Puppies, continued, for Lilfluff

I swear I posted the second half of this…

This is from @[personal profile] inventrix‘s prompt “finding out you have the wrong key,” and [personal profile] lilfluff‘s commissioned request for a continuation.

It had been a very clever idea.

Davyn stared at the cage door. It had been a decently clever idea, he supposed. His parents took the damn dog along everywhere, and left him at home with the nanny. Nevermind that sixteen was too old to need a nanny. Never mind that, unlike the dog, he’d never peed on the furniture or broken a priceless vase (just the one. The dog had broken three).

It had seemed like a clever idea. They threw a blanket over the dog kennel anyway, because the stupid thing was high-strung. This way, he could ride along, wherever it was they were going, and then show up at the end and get to have all the fun. It had seemed like a brilliant idea.

It had even worked. He’d locked himself in and curled up for a nice nap, comfortable by now with the sounds of animals all around (it wasn’t like the dog was even their only dog, just the one that got to come with them. He, on the other hand, was their only son). But they’d taken the kennel somewhere and gone off without a word, and here he was waiting for them to look for their precious dog and discover their son instead…

…It had been a pretty dumb idea. Since the key he was holding would have, he was pretty sure, opened the other kennel. The fancy one they used for road trips. Not this one, not the one he was locked in. Trapped in, that was the word.

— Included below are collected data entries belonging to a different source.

//! Interpreter version parsing and comparison.

use regex::Regex;
use serde::{Deserialize, Serialize};
use std::fmt;
use std::str::FromStr;
use std::sync::LazyLock;

static RE_PYTHON_VERSION: LazyLock<Regex> =
    LazyLock::new(|| Regex::new(r"Python\s+(\d+)\.(\d+)(?:\.(\d+))?").unwrap());

static RE_MINIMUM: LazyLock<Regex> =
    LazyLock::new(|| Regex::new(r"^\s*(\d+)\.(\d+)\s*$").unwrap());

/// Version reported by a Python interpreter.
#[derive(Debug, Clone, Copy, PartialEq, Eq, PartialOrd, Ord, Hash)]
pub struct PythonVersion {
    pub major: u32,
    pub minor: u32,
    pub micro: u32,
}

impl PythonVersion {
    pub fn new(major: u32, minor: u32, micro: u32) -> Self {
        Self {
            major,
            minor,
            micro,
        }
    }

    /// Extract the version from `python --version` output.
    ///
    /// Accepts a missing micro component (reported as 0) and trailing
    /// pre-release tags such as `rc1`.
    pub fn parse_output(output: &str) -> Option<Self> {
        let caps = RE_PYTHON_VERSION.captures(output)?;
        let major = caps.get(1)?.as_str().parse().ok()?;
        let minor = caps.get(2)?.as_str().parse().ok()?;
        let micro = caps
            .get(3)
            .and_then(|m| m.as_str().parse().ok())
            .unwrap_or(0);
        Some(Self::new(major, minor, micro))
    }

    /// Whether this version is at least `minimum`, comparing (major, minor).
    pub fn satisfies(&self, minimum: &MinimumVersion) -> bool {
        (self.major, self.minor) >= (minimum.major, minimum.minor)
    }
}

impl fmt::Display for PythonVersion {
    fn fmt(&self, f: &mut fmt::Formatter<'_>) -> fmt::Result {
        write!(f, "{}.{}.{}", self.major, self.minor, self.micro)
    }
}

/// Lowest acceptable `major.minor` interpreter version.
#[derive(Debug, Clone, Copy, PartialEq, Eq, Serialize, Deserialize)]
#[serde(try_from = "String", into = "String")]
pub struct MinimumVersion {
    pub major: u32,
    pub minor: u32,
}

impl MinimumVersion {
    pub const fn new(major: u32, minor: u32) -> Self {
        Self { major, minor }
    }
}

impl Default for MinimumVersion {
    fn default() -> Self {
        Self::new(3, 8)
    }
}

impl fmt::Display for MinimumVersion {
    fn fmt(&self, f: &mut fmt::Formatter<'_>) -> fmt::Result {
        write!(f, "{}.{}", self.major, self.minor)
    }
}

impl FromStr for MinimumVersion {
    type Err = String;

    fn from_str(s: &str) -> Result<Self, Self::Err> {
        let caps = RE_MINIMUM
            .captures(s)
            .ok_or_else(|| format!("expected MAJOR.MINOR, got '{}'", s))?;
        let major = caps[1]
            .parse()
            .map_err(|_| format!("major version out of range in '{}'", s))?;
        let minor = caps[2]
            .parse()
            .map_err(|_| format!("minor version out of range in '{}'", s))?;
        Ok(Self::new(major, minor))
    }
}

impl TryFrom<String> for MinimumVersion {
    type Error = String;

    fn try_from(value: String) -> Result<Self, Self::Error> {
        value.parse()
    }
}

impl From<MinimumVersion> for String {
    fn from(value: MinimumVersion) -> Self {
        value.to_string()
    }
}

“Help!” he called, feeling pretty stupid. His knees had cramped up, and his stomach was complaining. It had been a really long trip. “Help!”

“What the… ooh.” A pretty girl lifted the blanket and looked at him, smiling cheerfully. “Stuck, are you?” Her accent lilted in a way he’d never heard before, and she was really, really pretty. Stunning, really, and here he was…

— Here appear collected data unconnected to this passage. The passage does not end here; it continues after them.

//! Subprocess execution.

use crate::error::{SetupError, Result};
use std::collections::HashMap;
use std::fmt;
use std::path::PathBuf;
use std::process::{Command, Stdio};
use std::time::{Duration, Instant};

/// Result of executing a command.
#[derive(Debug, Clone)]
pub struct CommandResult {
    /// Exit code (None if killed by signal).
    pub exit_code: Option<i32>,

    /// Standard output.
    pub stdout: String,

    /// Standard error.
    pub stderr: String,

    /// Execution duration.
    pub duration: Duration,

    /// Whether command succeeded (exit code 0).
    pub success: bool,
}

impl CommandResult {
    /// Create a success result.
    pub fn success(stdout: String, stderr: String, duration: Duration) -> Self {
        Self {
            exit_code: Some(0),
            stdout,
            stderr,
            duration,
            success: true,
        }
    }

    /// Create a failure result.
    pub fn failure(
        exit_code: Option<i32>,
        stdout: String,
        stderr: String,
        duration: Duration,
    ) -> Self {
        Self {
            exit_code,
            stdout,
            stderr,
            duration,
            success: false,
        }
    }
}

/// A single program invocation.
///
/// Arguments are passed to the program directly, never through a shell.
#[derive(Debug, Clone, Default, PartialEq, Eq)]
pub struct CommandSpec {
    /// Program to run (looked up on PATH when not a path).
    pub program: String,

    /// Arguments, in order.
    pub args: Vec<String>,

    /// Working directory.
    pub cwd: Option<PathBuf>,

    /// Environment variables (merged with system env).
    pub env: HashMap<String, String>,
}

impl CommandSpec {
    /// Create a spec for `program` with no arguments.
    pub fn new(program: impl Into<String>) -> Self {
        Self {
            program: program.into(),
            ..Default::default()
        }
    }

    /// Append one argument.
    pub fn arg(mut self, arg: impl Into<String>) -> Self {
        self.args.push(arg.into());
        self
    }

    /// Append several arguments.
    pub fn args<I, S>(mut self, args: I) -> Self
    where
        I: IntoIterator<Item = S>,
        S: Into<String>,
    {
        self.args.extend(args.into_iter().map(Into::into));
        self
    }

    /// Set the working directory.
    pub fn cwd(mut self, dir: impl Into<PathBuf>) -> Self {
        self.cwd = Some(dir.into());
        self
    }

    /// Set one environment variable for the child.
    pub fn env(mut self, key: impl Into<String>, value: impl Into<String>) -> Self {
        self.env.insert(key.into(), value.into());
        self
    }
}

impl fmt::Display for CommandSpec {
    fn fmt(&self, f: &mut fmt::Formatter<'_>) -> fmt::Result {
        write!(f, "{}", self.program)?;
        for arg in &self.args {
            if arg.is_empty() || arg.contains(char::is_whitespace) {
                write!(f, " \"{}\"", arg)?;
            } else {
                write!(f, " {}", arg)?;
            }
        }
        Ok(())
    }
}

/// Runs commands on behalf of the pipeline steps.
///
/// Implemented by [`SystemRunner`] for real processes and by
/// [`ScriptedRunner`](super::ScriptedRunner) in tests.
pub trait CommandRunner {
    /// Run the command to completion, capturing stdout and stderr.
    ///
    /// A non-zero exit is an `Ok` result with `success == false`; `Err` means
    /// the process could not be started.
    fn run(&self, spec: &CommandSpec) -> Result<CommandResult>;
}

/// Runs commands as real child processes.
#[derive(Debug, Clone, Copy, Default)]
pub struct SystemRunner;

impl CommandRunner for SystemRunner {
    fn run(&self, spec: &CommandSpec) -> Result<CommandResult> {
        execute(spec)
    }
}

/// Execute a command, blocking until it exits, with output captured.
pub fn execute(spec: &CommandSpec) -> Result<CommandResult> {
    let start = Instant::now();

    let mut cmd = Command::new(&spec.program);
    cmd.args(&spec.args);

    if let Some(cwd) = &spec.cwd {
        cmd.current_dir(cwd);
    }

    for (key, value) in &spec.env {
        cmd.env(key, value);
    }

    cmd.stdin(Stdio::null());
    cmd.stdout(Stdio::piped());
    cmd.stderr(Stdio::piped());

    tracing::debug!("Running: {}", spec);

    let output = cmd.output().map_err(|e| SetupError::CommandSpawn {
        command: spec.to_string(),
        message: e.to_string(),
    })?;

    let duration = start.elapsed();
    let stdout = String::from_utf8_lossy(&output.stdout).to_string();
    let stderr = String::from_utf8_lossy(&output.stderr).to_string();

    tracing::debug!(
        "Exited with {:?} after {}ms",
        output.status.code(),
        duration.as_millis()
    );

    if output.status.success() {
        Ok(CommandResult::success(stdout, stderr, duration))
    } else {
        Ok(CommandResult::failure(
            output.status.code(),
            stdout,
            stderr,
            duration,
        ))
    }
}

“Yeah,” he admitted, more embarrassed than he’d ever been in her life. “Just a bit.”

“Locked in, is it? Well, then…” She dropped the blanket back over the kennel. “There’s a handcart around here somewhere…”

“Wait, what?”

“Hush, puppy,” she scolded, as the kennel tilted backwards precariously. “Good puppies don’t bark.”

Davyn skidded backwards in the kennel, yelping, startled. “What?” he repeated. “I’m not a puppy, I’m a boy.”

“Mm, if you don’t hush, I’m going to do something unpleasant. Now stay quiet, dear, and this will go easier.” He couldn’t see anything except the inside of his kennel, but it felt like she’d gotten the damn thing tilted back onto the handcart and started rolling it.

“Help!” he bayed, panic making his voice squeak. “Someone help me! Someone… ow ow owwww…” He lost his voice in a yowl of misery, as, inexplicably, his body lit up in jabbing pain.

“I warned you,” came the girl’s voice. “Good puppies are quiet. Now shush for me.”

He swallowed a whimper, curling as tightly as he could in the bottom of the cage. Pain wasn’t supposed to come out of nowhere. His brilliant plan was supposed to have worked.

It hadn’t been all that bad of a plan, anyway, if only he’d remembered the keys. He sighed softly and tried to get comfortable as the pain faded. What was going to happen to him now?